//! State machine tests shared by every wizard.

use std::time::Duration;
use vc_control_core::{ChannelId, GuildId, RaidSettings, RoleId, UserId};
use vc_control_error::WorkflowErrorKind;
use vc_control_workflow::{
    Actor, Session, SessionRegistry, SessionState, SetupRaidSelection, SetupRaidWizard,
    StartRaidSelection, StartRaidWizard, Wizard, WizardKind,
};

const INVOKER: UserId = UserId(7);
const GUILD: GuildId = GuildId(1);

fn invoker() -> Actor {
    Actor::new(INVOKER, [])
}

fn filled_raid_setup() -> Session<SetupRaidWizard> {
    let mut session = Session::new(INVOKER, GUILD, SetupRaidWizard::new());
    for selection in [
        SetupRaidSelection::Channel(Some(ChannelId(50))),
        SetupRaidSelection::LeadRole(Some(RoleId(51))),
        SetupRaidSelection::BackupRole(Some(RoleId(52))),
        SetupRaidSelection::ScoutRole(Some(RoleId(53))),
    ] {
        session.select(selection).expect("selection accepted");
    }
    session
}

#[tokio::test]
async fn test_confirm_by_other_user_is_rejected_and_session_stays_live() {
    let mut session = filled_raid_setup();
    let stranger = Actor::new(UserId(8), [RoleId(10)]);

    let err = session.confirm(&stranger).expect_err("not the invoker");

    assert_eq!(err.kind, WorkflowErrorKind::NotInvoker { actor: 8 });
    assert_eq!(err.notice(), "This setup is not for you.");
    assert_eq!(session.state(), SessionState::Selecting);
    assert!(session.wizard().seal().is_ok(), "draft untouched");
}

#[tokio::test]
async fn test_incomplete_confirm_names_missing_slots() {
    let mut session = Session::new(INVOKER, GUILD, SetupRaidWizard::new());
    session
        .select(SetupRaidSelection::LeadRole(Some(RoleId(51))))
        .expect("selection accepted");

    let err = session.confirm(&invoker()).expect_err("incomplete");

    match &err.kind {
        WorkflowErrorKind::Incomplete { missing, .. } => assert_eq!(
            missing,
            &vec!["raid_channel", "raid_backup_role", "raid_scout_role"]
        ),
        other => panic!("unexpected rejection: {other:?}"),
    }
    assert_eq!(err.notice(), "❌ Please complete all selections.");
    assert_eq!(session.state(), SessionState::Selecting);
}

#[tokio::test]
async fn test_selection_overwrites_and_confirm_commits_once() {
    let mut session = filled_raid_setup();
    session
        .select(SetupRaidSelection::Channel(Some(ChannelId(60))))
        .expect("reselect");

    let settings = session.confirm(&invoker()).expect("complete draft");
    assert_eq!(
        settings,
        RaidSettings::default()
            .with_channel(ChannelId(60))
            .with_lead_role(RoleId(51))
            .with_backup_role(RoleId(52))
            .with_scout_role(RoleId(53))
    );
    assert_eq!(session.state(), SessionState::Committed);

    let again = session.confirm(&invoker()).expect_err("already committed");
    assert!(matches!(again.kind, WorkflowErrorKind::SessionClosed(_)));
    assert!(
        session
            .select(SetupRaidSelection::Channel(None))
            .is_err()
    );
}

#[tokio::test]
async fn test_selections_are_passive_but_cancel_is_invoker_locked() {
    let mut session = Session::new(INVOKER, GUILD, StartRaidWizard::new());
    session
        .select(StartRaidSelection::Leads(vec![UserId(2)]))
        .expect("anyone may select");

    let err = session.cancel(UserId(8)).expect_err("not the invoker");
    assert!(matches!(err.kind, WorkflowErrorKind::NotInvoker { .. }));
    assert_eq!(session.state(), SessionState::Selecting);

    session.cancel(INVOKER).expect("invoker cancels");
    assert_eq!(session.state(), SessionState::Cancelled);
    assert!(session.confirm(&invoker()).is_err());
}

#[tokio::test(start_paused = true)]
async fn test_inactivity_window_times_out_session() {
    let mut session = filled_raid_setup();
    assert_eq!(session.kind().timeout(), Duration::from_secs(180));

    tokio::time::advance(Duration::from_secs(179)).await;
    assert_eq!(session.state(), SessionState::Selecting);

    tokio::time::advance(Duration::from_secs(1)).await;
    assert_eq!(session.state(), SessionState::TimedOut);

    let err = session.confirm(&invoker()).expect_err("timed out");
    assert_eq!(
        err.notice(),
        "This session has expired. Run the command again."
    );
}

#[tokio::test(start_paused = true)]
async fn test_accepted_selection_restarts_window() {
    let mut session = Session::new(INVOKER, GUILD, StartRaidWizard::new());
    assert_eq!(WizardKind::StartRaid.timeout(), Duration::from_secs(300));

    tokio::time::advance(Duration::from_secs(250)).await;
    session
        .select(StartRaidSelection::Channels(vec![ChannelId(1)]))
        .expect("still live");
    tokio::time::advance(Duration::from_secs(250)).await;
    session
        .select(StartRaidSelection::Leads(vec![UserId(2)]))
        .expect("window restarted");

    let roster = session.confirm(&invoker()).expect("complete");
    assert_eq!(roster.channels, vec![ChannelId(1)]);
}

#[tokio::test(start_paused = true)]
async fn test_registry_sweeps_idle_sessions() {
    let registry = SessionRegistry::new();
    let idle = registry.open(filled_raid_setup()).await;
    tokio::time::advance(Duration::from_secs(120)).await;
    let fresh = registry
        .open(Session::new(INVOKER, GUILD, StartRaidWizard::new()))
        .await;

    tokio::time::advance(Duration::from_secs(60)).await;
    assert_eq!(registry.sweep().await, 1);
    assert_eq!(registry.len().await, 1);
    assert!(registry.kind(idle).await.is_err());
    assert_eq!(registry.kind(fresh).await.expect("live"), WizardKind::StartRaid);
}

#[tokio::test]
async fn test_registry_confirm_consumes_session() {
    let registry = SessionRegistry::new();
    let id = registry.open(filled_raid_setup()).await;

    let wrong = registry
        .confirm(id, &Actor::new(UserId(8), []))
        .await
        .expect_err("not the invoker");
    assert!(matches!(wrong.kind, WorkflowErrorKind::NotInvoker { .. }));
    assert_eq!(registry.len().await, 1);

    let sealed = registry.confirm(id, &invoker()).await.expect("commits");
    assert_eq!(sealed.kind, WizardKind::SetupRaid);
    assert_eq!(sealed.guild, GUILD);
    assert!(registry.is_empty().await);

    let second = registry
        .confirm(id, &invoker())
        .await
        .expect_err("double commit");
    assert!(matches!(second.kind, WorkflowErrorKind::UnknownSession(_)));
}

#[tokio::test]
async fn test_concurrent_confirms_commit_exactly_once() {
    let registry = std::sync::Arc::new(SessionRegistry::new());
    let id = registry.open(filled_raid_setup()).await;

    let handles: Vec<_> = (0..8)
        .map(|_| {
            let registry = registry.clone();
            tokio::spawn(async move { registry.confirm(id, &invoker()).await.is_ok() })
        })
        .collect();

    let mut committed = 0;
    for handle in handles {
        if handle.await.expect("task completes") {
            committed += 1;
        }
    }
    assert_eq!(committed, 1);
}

*Directions for this task:* After the last line of the data, restate all the entries verbatim.

*Task answer:*
//! State machine tests shared by every wizard.

use std::time::Duration;
use vc_control_core::{ChannelId, GuildId, RaidSettings, RoleId, UserId};
use vc_control_error::WorkflowErrorKind;
use vc_control_workflow::{
    Actor, Session, SessionRegistry, SessionState, SetupRaidSelection, SetupRaidWizard,
    StartRaidSelection, StartRaidWizard, Wizard, WizardKind,
};

const INVOKER: UserId = UserId(7);
const GUILD: GuildId = GuildId(1);

fn invoker() -> Actor {
    Actor::new(INVOKER, [])
}

fn filled_raid_setup() -> Session<SetupRaidWizard> {
    let mut session = Session::new(INVOKER, GUILD, SetupRaidWizard::new());
    for selection in [
        SetupRaidSelection::Channel(Some(ChannelId(50))),
        SetupRaidSelection::LeadRole(Some(RoleId(51))),
        SetupRaidSelection::BackupRole(Some(RoleId(52))),
        SetupRaidSelection::ScoutRole(Some(RoleId(53))),
    ] {
        session.select(selection).expect("selection accepted");
    }
    session
}

#[tokio::test]
async fn test_confirm_by_other_user_is_rejected_and_session_stays_live() {
    let mut session = filled_raid_setup();
    let stranger = Actor::new(UserId(8), [RoleId(10)]);

    let err = session.confirm(&stranger).expect_err("not the invoker");

    assert_eq!(err.kind, WorkflowErrorKind::NotInvoker { actor: 8 });
    assert_eq!(err.notice(), "This setup is not for you.");
    assert_eq!(session.state(), SessionState::Selecting);
    assert!(session.wizard().seal().is_ok(), "draft untouched");
}

#[tokio::test]
async fn test_incomplete_confirm_names_missing_slots() {
    let mut session = Session::new(INVOKER, GUILD, SetupRaidWizard::new());
    session
        .select(SetupRaidSelection::LeadRole(Some(RoleId(51))))
        .expect("selection accepted");

    let err = session.confirm(&invoker()).expect_err("incomplete");

    match &err.kind {
        WorkflowErrorKind::Incomplete { missing, .. } => assert_eq!(
            missing,
            &vec!["raid_channel", "raid_backup_role", "raid_scout_role"]
        ),
        other => panic!("unexpected rejection: {other:?}"),
    }
    assert_eq!(err.notice(), "❌ Please complete all selections.");
    assert_eq!(session.state(), SessionState::Selecting);
}

#[tokio::test]
async fn test_selection_overwrites_and_confirm_commits_once() {
    let mut session = filled_raid_setup();
    session
        .select(SetupRaidSelection::Channel(Some(ChannelId(60))))
        .expect("reselect");

    let settings = session.confirm(&invoker()).expect("complete draft");
    assert_eq!(
        settings,
        RaidSettings::default()
            .with_channel(ChannelId(60))
            .with_lead_role(RoleId(51))
            .with_backup_role(RoleId(52))
            .with_scout_role(RoleId(53))
    );
    assert_eq!(session.state(), SessionState::Committed);

    let again = session.confirm(&invoker()).expect_err("already committed");
    assert!(matches!(again.kind, WorkflowErrorKind::SessionClosed(_)));
    assert!(
        session
            .select(SetupRaidSelection::Channel(None))
            .is_err()
    );
}

#[tokio::test]
async fn test_selections_are_passive_but_cancel_is_invoker_locked() {
    let mut session = Session::new(INVOKER, GUILD, StartRaidWizard::new());
    session
        .select(StartRaidSelection::Leads(vec![UserId(2)]))
        .expect("anyone may select");

    let err = session.cancel(UserId(8)).expect_err("not the invoker");
    assert!(matches!(err.kind, WorkflowErrorKind::NotInvoker { .. }));
    assert_eq!(session.state(), SessionState::Selecting);

    session.cancel(INVOKER).expect("invoker cancels");
    assert_eq!(session.state(), SessionState::Cancelled);
    assert!(session.confirm(&invoker()).is_err());
}

#[tokio::test(start_paused = true)]
async fn test_inactivity_window_times_out_session() {
    let mut session = filled_raid_setup();
    assert_eq!(session.kind().timeout(), Duration::from_secs(180));

    tokio::time::advance(Duration::from_secs(179)).await;
    assert_eq!(session.state(), SessionState::Selecting);

    tokio::time::advance(Duration::from_secs(1)).await;
    assert_eq!(session.state(), SessionState::TimedOut);

    let err = session.confirm(&invoker()).expect_err("timed out");
    assert_eq!(
        err.notice(),
        "This session has expired. Run the command again."
    );
}

#[tokio::test(start_paused = true)]
async fn test_accepted_selection_restarts_window() {
    let mut session = Session::new(INVOKER, GUILD, StartRaidWizard::new());
    assert_eq!(WizardKind::StartRaid.timeout(), Duration::from_secs(300));

    tokio::time::advance(Duration::from_secs(250)).await;
    session
        .select(StartRaidSelection::Channels(vec![ChannelId(1)]))
        .expect("still live");
    tokio::time::advance(Duration::from_secs(250)).await;
    session
        .select(StartRaidSelection::Leads(vec![UserId(2)]))
        .expect("window restarted");

    let roster = session.confirm(&invoker()).expect("complete");
    assert_eq!(roster.channels, vec![ChannelId(1)]);
}

#[tokio::test(start_paused = true)]
async fn test_registry_sweeps_idle_sessions() {
    let registry = SessionRegistry::new();
    let idle = registry.open(filled_raid_setup()).await;
    tokio::time::advance(Duration::from_secs(120)).await;
    let fresh = registry
        .open(Session::new(INVOKER, GUILD, StartRaidWizard::new()))
        .await;

    tokio::time::advance(Duration::from_secs(60)).await;
    assert_eq!(registry.sweep().await, 1);
    assert_eq!(registry.len().await, 1);
    assert!(registry.kind(idle).await.is_err());
    assert_eq!(registry.kind(fresh).await.expect("live"), WizardKind::StartRaid);
}

#[tokio::test]
async fn test_registry_confirm_consumes_session() {
    let registry = SessionRegistry::new();
    let id = registry.open(filled_raid_setup()).await;

    let wrong = registry
        .confirm(id, &Actor::new(UserId(8), []))
        .await
        .expect_err("not the invoker");
    assert!(matches!(wrong.kind, WorkflowErrorKind::NotInvoker { .. }));
    assert_eq!(registry.len().await, 1);

    let sealed = registry.confirm(id, &invoker()).await.expect("commits");
    assert_eq!(sealed.kind, WizardKind::SetupRaid);
    assert_eq!(sealed.guild, GUILD);
    assert!(registry.is_empty().await);

    let second = registry
        .confirm(id, &invoker())
        .await
        .expect_err("double commit");
    assert!(matches!(second.kind, WorkflowErrorKind::UnknownSession(_)));
}

#[tokio::test]
async fn test_concurrent_confirms_commit_exactly_once() {
    let registry = std::sync::Arc::new(SessionRegistry::new());
    let id = registry.open(filled_raid_setup()).await;

    let handles: Vec<_> = (0..8)
        .map(|_| {
            let registry = registry.clone();
            tokio::spawn(async move { registry.confirm(id, &invoker()).await.is_ok() })
        })
        .collect();

    let mut committed = 0;
    for handle in handles {
        if handle.await.expect("task completes") {
            committed += 1;
        }
    }
    assert_eq!(committed, 1);
}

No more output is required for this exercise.